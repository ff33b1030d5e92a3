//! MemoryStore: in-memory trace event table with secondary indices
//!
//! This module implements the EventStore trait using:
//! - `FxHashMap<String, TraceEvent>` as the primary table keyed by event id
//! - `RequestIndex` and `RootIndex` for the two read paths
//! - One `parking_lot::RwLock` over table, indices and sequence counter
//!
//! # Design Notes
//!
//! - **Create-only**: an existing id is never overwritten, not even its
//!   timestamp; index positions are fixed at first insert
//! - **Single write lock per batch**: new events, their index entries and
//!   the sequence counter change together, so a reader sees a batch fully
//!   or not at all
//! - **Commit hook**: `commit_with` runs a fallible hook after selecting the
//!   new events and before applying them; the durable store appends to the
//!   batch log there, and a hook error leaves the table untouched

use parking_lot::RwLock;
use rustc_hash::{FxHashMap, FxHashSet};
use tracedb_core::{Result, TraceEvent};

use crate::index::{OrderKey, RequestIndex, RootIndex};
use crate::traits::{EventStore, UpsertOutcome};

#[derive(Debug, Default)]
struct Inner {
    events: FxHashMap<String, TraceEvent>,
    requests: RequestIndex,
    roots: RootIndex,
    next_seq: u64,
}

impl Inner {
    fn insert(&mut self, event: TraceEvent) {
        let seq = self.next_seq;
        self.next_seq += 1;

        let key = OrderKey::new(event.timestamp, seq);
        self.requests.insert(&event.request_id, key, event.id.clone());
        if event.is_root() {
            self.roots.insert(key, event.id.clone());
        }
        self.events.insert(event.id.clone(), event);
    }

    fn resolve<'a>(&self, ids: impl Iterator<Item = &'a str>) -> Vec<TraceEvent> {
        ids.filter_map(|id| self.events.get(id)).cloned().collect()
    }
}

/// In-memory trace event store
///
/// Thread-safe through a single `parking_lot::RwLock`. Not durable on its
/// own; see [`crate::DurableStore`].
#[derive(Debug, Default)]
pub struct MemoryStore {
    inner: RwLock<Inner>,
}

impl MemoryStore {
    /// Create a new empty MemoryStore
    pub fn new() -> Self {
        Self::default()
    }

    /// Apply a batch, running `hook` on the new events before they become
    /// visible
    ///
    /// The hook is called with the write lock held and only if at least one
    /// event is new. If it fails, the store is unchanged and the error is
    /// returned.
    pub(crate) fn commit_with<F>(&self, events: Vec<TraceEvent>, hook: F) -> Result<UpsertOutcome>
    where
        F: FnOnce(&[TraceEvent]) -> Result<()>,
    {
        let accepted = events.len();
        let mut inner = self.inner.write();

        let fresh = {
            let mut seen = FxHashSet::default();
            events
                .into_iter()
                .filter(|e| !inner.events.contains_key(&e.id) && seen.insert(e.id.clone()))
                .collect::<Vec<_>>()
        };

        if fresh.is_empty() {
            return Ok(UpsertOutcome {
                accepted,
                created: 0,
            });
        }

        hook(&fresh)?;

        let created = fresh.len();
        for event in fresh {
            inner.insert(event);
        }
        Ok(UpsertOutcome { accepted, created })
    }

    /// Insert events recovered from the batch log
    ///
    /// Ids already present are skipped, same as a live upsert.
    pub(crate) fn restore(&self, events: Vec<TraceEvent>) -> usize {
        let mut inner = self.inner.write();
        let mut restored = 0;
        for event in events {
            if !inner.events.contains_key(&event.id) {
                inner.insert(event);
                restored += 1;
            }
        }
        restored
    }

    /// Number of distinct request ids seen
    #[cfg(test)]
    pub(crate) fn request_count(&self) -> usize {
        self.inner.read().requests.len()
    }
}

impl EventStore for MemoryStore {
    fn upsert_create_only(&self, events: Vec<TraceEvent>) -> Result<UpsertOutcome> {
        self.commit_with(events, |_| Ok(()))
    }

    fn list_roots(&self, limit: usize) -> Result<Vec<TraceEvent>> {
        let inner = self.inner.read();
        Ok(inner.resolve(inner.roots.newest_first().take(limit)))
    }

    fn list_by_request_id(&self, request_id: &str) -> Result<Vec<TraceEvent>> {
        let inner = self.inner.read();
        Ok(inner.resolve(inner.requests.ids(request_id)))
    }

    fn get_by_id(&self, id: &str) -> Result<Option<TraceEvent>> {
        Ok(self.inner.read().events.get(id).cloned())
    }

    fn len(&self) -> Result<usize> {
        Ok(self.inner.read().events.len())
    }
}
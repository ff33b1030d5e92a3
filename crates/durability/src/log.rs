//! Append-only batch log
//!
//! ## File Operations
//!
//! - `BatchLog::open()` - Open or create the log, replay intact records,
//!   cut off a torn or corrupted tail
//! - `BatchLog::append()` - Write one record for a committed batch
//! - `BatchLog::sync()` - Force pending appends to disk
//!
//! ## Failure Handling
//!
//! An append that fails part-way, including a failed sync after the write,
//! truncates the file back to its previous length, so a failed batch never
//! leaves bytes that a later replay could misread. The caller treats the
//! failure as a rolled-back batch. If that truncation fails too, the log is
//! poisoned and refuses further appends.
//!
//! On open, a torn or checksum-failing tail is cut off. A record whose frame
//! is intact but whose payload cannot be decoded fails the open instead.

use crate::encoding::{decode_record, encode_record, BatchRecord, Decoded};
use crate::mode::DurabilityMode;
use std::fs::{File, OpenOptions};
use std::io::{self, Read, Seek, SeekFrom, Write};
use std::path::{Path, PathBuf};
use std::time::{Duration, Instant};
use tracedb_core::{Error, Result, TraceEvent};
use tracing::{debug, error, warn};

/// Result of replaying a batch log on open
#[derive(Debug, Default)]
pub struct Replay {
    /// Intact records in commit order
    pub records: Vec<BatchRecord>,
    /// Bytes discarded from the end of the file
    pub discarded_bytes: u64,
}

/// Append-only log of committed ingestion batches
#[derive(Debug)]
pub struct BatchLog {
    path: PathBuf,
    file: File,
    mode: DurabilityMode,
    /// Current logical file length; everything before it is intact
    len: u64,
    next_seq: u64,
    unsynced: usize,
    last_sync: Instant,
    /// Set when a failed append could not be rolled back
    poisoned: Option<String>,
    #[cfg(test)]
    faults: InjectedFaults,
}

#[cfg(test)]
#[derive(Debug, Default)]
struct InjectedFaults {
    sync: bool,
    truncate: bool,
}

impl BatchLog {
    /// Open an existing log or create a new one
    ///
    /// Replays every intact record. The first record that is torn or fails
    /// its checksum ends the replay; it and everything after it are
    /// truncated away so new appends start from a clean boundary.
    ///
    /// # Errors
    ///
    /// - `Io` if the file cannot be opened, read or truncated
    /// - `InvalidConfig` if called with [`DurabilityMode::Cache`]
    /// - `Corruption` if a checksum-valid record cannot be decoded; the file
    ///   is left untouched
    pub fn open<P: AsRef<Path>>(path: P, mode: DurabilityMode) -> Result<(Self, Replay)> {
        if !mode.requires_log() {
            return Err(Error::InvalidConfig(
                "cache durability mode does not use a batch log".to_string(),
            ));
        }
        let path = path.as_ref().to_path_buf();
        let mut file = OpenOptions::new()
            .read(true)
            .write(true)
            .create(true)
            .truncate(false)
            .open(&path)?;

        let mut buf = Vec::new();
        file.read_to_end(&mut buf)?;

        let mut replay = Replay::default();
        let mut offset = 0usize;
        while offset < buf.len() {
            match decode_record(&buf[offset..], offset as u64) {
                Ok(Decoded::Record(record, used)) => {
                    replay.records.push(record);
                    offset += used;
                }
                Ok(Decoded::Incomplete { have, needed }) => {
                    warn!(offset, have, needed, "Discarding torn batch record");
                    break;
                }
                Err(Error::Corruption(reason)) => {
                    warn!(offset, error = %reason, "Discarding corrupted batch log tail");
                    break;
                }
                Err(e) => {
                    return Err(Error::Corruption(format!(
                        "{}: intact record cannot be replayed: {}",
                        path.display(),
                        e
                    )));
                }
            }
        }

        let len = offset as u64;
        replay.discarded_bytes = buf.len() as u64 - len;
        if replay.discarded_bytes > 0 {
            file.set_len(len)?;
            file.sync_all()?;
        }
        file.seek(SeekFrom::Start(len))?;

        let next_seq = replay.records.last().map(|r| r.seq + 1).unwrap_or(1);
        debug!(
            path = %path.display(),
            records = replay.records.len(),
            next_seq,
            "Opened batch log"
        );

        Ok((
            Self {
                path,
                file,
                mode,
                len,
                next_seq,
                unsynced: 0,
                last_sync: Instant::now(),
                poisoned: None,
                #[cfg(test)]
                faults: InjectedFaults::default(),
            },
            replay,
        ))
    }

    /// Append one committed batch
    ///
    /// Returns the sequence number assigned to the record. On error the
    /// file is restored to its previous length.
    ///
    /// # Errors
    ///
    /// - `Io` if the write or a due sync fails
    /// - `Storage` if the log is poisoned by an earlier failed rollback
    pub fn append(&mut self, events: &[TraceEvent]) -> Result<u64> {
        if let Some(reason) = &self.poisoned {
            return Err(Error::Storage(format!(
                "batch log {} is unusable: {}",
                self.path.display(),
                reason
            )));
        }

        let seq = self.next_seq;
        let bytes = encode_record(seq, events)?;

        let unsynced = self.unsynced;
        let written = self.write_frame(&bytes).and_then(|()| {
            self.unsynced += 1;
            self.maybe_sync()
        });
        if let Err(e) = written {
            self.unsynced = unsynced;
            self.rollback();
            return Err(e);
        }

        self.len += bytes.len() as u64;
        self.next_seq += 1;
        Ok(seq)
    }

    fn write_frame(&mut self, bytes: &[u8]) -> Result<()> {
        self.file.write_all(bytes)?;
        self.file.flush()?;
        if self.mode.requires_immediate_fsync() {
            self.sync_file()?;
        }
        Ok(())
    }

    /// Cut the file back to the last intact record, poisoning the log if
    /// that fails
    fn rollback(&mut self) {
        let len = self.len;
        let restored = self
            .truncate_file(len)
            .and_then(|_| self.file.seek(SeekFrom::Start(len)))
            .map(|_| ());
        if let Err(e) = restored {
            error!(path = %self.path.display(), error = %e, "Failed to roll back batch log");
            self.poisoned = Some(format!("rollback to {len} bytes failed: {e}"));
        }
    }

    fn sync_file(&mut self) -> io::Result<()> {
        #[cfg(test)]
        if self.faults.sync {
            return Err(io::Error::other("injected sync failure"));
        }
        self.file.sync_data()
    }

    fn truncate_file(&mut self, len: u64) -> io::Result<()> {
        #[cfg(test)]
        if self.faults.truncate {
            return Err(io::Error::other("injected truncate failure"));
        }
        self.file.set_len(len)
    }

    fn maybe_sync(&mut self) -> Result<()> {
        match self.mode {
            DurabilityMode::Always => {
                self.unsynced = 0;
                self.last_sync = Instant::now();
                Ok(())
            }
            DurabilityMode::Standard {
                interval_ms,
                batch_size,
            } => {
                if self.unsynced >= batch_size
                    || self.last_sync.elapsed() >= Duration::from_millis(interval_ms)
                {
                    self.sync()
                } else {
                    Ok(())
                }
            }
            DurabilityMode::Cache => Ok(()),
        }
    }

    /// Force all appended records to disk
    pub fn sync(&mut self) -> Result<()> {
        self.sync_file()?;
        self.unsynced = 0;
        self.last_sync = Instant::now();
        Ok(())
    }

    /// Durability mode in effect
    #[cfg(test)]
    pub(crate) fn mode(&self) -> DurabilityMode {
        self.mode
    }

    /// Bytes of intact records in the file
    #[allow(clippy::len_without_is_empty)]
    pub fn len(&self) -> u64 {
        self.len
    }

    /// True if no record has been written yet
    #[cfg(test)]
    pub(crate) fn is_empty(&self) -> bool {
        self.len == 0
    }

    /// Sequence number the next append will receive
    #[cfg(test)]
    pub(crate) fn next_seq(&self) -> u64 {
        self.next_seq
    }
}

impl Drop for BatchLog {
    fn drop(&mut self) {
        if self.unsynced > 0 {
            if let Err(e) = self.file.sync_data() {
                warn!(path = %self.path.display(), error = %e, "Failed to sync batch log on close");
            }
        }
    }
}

> Directions: Return all lines from the entries that contain the string "InjectedFaults".

> Answer below:
    faults: InjectedFaults,
struct InjectedFaults {
                faults: InjectedFaults::default(),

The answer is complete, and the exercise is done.